Je tiens également à ajouter que ce Noël 2020, sera peut-être éprouvant pour bien des familles, mais il le sera encore plus pour les personnes qui sont déjà seules toute l’année et pour les familles pauvres ou en situation précaire. On évoque déjà les cadeaux et la nourriture des fêtes mais ce qui inquiète ces personnes ce n’est pas de savoir à combien elles pourront se retrouver cette année, mais bien de savoir si elles pourront offrir quelque chose de décent à leurs proches.
Entretien : L.V.
4) Mikael Petitjean, professeur à la Louvain School of Management de l'UCLouvain
Oui, il en va de la survie des petits commerces
Selon l’économiste, doit-on, dans le contexte actuel, fêter Noël ? L’économiste ne peut s’empêcher de penser à la consommation et à la croissance économique. Personne ne peut nier l’importance de l’activité économique pour financer les services publics : sans économie florissante, il est difficile de financer la santé ou l’éducation. L’inverse est aussi vrai : sans une population active en bonne santé, il est difficile de faire fonctionner l’économie et de financer les services publics. Le choix d’autoriser les fêtes de fin d’année est donc cornélien car les enjeux sont à la fois économiques et sanitaires.

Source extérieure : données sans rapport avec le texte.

//! The seven analytical factor calculators.
//!
//! Every factor shares the signature
//! `(&[PastPerformance], &FactorContext) -> Option<f64>`: a score in
//! [0, 100], or `None` when the factor's minimum data are absent. Factors
//! never substitute zero for missing; the aggregator re-normalizes over the
//! factors that produced a score.

pub mod course_fit;
pub mod last_3f;
pub mod past_results;
pub mod pedigree;
pub mod popularity;
pub mod running_style;
pub mod time_index;

use crate::types::{PastPerformance, Surface, TrackCondition};

pub use running_style::StyleRates;

/// Factor names in canonical order. This order is shared with the feature
/// vector and the weight table.
pub const FACTOR_NAMES: [&str; 7] = [
    "past_results",
    "course_fit",
    "time_index",
    "last_3f",
    "popularity",
    "pedigree",
    "running_style",
];

/// Everything a factor may need about the target race, in one typed record.
#[derive(Debug, Clone, Default)]
pub struct FactorContext {
    pub surface: Option<Surface>,
    pub distance: Option<u32>,
    pub track_condition: TrackCondition,
    pub venue: String,
    pub sire: Option<String>,
    pub dam_sire: Option<String>,
    /// Pre-race win odds of the horse in the target race.
    pub odds: Option<f64>,
    /// Pre-race popularity rank of the horse in the target race.
    pub popularity: Option<u32>,
    pub field_size: u32,
    /// Course-specific running-style win rates; defaults apply when absent.
    pub style_rates: Option<StyleRates>,
}

/// Scores of all seven factors for one horse. `None` means the factor could
/// not be computed.
#[derive(Debug, Clone, Copy, Default, PartialEq)]
pub struct FactorScores {
    pub past_results: Option<f64>,
    pub course_fit: Option<f64>,
    pub time_index: Option<f64>,
    pub last_3f: Option<f64>,
    pub popularity: Option<f64>,
    pub pedigree: Option<f64>,
    pub running_style: Option<f64>,
}

impl FactorScores {
    /// Iterate scores in canonical factor order.
    pub fn iter(&self) -> impl Iterator<Item = (&'static str, Option<f64>)> {
        [
            ("past_results", self.past_results),
            ("course_fit", self.course_fit),
            ("time_index", self.time_index),
            ("last_3f", self.last_3f),
            ("popularity", self.popularity),
            ("pedigree", self.pedigree),
            ("running_style", self.running_style),
        ]
        .into_iter()
    }

    pub fn get(&self, name: &str) -> Option<f64> {
        match name {
            "past_results" => self.past_results,
            "course_fit" => self.course_fit,
            "time_index" => self.time_index,
            "last_3f" => self.last_3f,
            "popularity" => self.popularity,
            "pedigree" => self.pedigree,
            "running_style" => self.running_style,
            _ => None,
        }
    }

    pub fn all_missing(&self) -> bool {
        self.iter().all(|(_, score)| score.is_none())
    }
}

/// Compute all seven factors for one horse.
pub fn calculate_all(past: &[PastPerformance], ctx: &FactorContext) -> FactorScores {
    FactorScores {
        past_results: past_results::score(past, ctx),
        course_fit: course_fit::score(past, ctx),
        time_index: time_index::score(past, ctx),
        last_3f: last_3f::score(past, ctx),
        popularity: popularity::score(past, ctx),
        pedigree: pedigree::score(past, ctx),
        running_style: running_style::score(past, ctx),
    }
}

/// Clamp a raw score into the factor range.
pub(crate) fn clamp_score(score: f64) -> f64 {
    score.clamp(0.0, 100.0)
}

Quels enjeux économiques ?
Il en va de la survie des petits commerces et la population est schizophrène sur ce plan : elle se plaint de la disparition des petits commerces et semble approuver les mesures de confinement strictes à leur égard, qui bénéficient aux grandes multinationales qu’elle déclare ne pas aimer. Elle semble également oublier que le commerçant ne peut pas compter sur un salaire ou une indemnité fixe qui tombe à la fin du mois. Plus déroutant est l’absence d’étude scientifique sérieuse qui démontrerait que les petits commerces, hormis les bars et cafétérias, sont des foyers de contagion plus importants que les grandes surfaces.
Faut-il maintenir les mesures de prohibition ?

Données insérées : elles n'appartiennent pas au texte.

//! Pedigree factor: sire-line aptitude for the target distance and going.

use crate::factors::{clamp_score, FactorContext};
use crate::pedigree::{line_aptitude, sire_line, DistanceBand, SireLine};
use crate::types::{PastPerformance, TrackType};

/// Sire vs dam-sire blend weights.
const SIRE_WEIGHT: f64 = 0.7;
const DAM_SIRE_WEIGHT: f64 = 0.3;

/// Blend sire and dam-sire line aptitudes over the distance and track
/// dimensions and scale to [0, 100]. Missing without a sire or a target
/// distance. A missing dam-sire falls back to the `Other` line.
pub fn score(_past: &[PastPerformance], ctx: &FactorContext) -> Option<f64> {
    let sire = ctx.sire.as_deref()?;
    let distance = ctx.distance?;

    let sire_apt = line_aptitude(sire_line(sire));
    let dam_line = ctx
        .dam_sire
        .as_deref()
        .map(sire_line)
        .unwrap_or(SireLine::Other);
    let dam_apt = line_aptitude(dam_line);

    let band = DistanceBand::from_distance(distance);
    let track = TrackType::from(ctx.track_condition);

    let distance_score =
        SIRE_WEIGHT * sire_apt.distance(band) + DAM_SIRE_WEIGHT * dam_apt.distance(band);
    let track_score = SIRE_WEIGHT * sire_apt.track(track) + DAM_SIRE_WEIGHT * dam_apt.track(track);

    let combined = (distance_score + track_score) / 2.0;
    Some(clamp_score(combined * 100.0))
}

Elles fonctionnent rarement et interdire les réunions familiales de fin d’année est une décision d’autant plus contreproductive que la défiance est forte. Ce seront les restrictions et les mesures de distanciation sociale qui ne seront même pas prises en compte. Or, cette défiance est malheureusement très forte en France et en Belgique. Ce n’est pas tant l’effondrement du capital économique qui me préoccupe ; la destruction créatrice va fonctionner, douloureusement certes, mais elle va permettre de recréer de l’activité, souvent de manière plus efficace qu’auparavant. C’est surtout l’effondrement du capital confiance qui m’inquiète profondément.